Development of a serosurveillance assay for detection of Necoclí virus exposure

Hantavirus cardiopulmonary syndrome (HPS) has gained importance in Latin America as an emerging disease, with reports of about 4000 HPS cases; however, this is probably an underestimate because of limited surveillance programs and diagnostic tools to confirm HPS. In order to address this issue and develop better serosurveillance capability, we evaluated three recombinant peptides from the Necoclí virus (NECV) nucleocapsid in antibody-capture ELISA. We cloned and expressed antigens representing the whole NECV nucleocapsid protein (NECV-rN), the immunodominant domain (NECV-rN100), and a serospecific domain (NECV-rN428), and then we compared these antigens in ELISA to detect IgG antibodies to NECV in human sera. We evaluated human sera collected during two epidemiological studies from the area where NECV was discovered. The first group included 609 sera from healthy individuals, and the second one included 89 samples from patients with undifferentiated febrile illness.
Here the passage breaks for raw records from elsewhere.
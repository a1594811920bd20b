//! Type checking and semantic analysis module.
//!
//! This module walks the parsed `Program` once and annotates it in place:
//!
//! - Every expression gets its resolved type
//! - Every location gets its mutability flag
//! - Every declaration gets its type and a global/local tag
//!
//! Names live in nested `Scope`s that borrow their parent. Operator rules
//! are kept apart in `typesys` as plain functions over `Type`.

pub mod scope;
pub mod type_checker;
pub mod typesys;
use lazy_static::lazy_static;
use std::{collections::HashMap, fmt::Display};

lazy_static! {
    pub static ref RESERVED_LOOKUP: HashMap<&'static str, TokenKind> = {
        let mut map = HashMap::new();
        map.insert("array", TokenKind::Array);
        map.insert("auto", TokenKind::Auto);
        map.insert("boolean", TokenKind::BooleanType);
        map.insert("break", TokenKind::Break);
        map.insert("char", TokenKind::CharType);
        map.insert("continue", TokenKind::Continue);
        map.insert("do", TokenKind::Do);
        map.insert("else", TokenKind::Else);
        map.insert("false", TokenKind::False);
        map.insert("float", TokenKind::FloatType);
        map.insert("for", TokenKind::For);
        map.insert("function", TokenKind::Function);
        map.insert("if", TokenKind::If);
        map.insert("integer", TokenKind::IntegerType);
        map.insert("print", TokenKind::Print);
        map.insert("return", TokenKind::Return);
        map.insert("string", TokenKind::StringType);
        map.insert("true", TokenKind::True);
        map.insert("void", TokenKind::Void);
        map.insert("while", TokenKind::While);
        map
    };
}

#[derive(Debug, PartialEq, Eq, Clone, Copy, Hash)]
pub enum TokenKind {
    EOF,
    Identifier,

    // Literals
    Integer,
    Float,
    Char,
    String,

    OpenBracket,
    CloseBracket,
    OpenCurly,
    CloseCurly,
    OpenParen,
    CloseParen,

    Assignment, // =
    Equals,     // ==
    Not,        // !
    NotEquals,  // !=

    Less,
    LessEquals,
    Greater,
    GreaterEquals,

    Or,
    And,

    // Bitwise, lexed only so the parser can reject them by name
    BitAnd,
    BitOr,
    Tilde,

    Semicolon,
    Colon,
    Comma,

    PlusPlus,
    MinusMinus,

    Plus,
    Dash,
    Slash,
    Star,
    Percent,
    Caret,

    // Reserved
    Array,
    Auto,
    BooleanType,
    Break,
    CharType,
    Continue,
    Do,
    Else,
    False,
    FloatType,
    For,
    Function,
    If,
    IntegerType,
    Print,
    Return,
    StringType,
    True,
    Void,
    While,
}

impl Display for TokenKind {
    fn fmt(&self, f: &mut std::fmt::Formatter<'_>) -> std::fmt::Result {
        write!(f, "{:?}", self)
    }
}

#[derive(Debug, Clone, PartialEq)]
pub struct Token {
    pub kind: TokenKind,
    pub value: String,
    pub line: u32,
}

impl Display for Token {
    fn fmt(&self, f: &mut std::fmt::Formatter<'_>) -> std::fmt::Result {
        write!(f, "{}({}) at line {}", self.kind, self.value, self.line)
    }
}

impl Token {
    pub fn is_one_of_many(&self, kinds: &[TokenKind]) -> bool {
        kinds.contains(&self.kind)
    }

    /// Whether this token names one of the built-in simple types.
    pub fn is_simple_type(&self) -> bool {
        self.is_one_of_many(&[
            TokenKind::IntegerType,
            TokenKind::FloatType,
            TokenKind::BooleanType,
            TokenKind::CharType,
            TokenKind::StringType,
            TokenKind::Void,
        ])
    }
}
In these two groups, hantavirus infection had previously been determined by the presence of IgG to Maciel virus (MCLV), a hantavirus closely related to NECV. The number of IgG-positive sera was higher using the Necoclí ELISA with the rN100 protein, which detected antibodies in a higher percentage of healthy individuals, 129/609 (21.2%), as well as in febrile patients, 11/89 (12.3%). In contrast, using MCLV ELISA, 8 of 609 (1.3%) and 4 of 89 (4.5%) samples from healthy and febrile patients, respectively, were seropositive. The agreement between the NECV and MCLV ELISA assays was ≥ 82.3%; however, the kappa indices were weak but statistically significant for rN (0.251 CI; 0.138-0.365) and rN100rN (0.153 CI; 0.084-0.223). The weak kappa indices were attributed to decreased MCLV ELISA assay sensitivity. These results suggest that NECV rN and rN100 have increased specificity and could be further validated for improved diagnosis of hantavirus infections.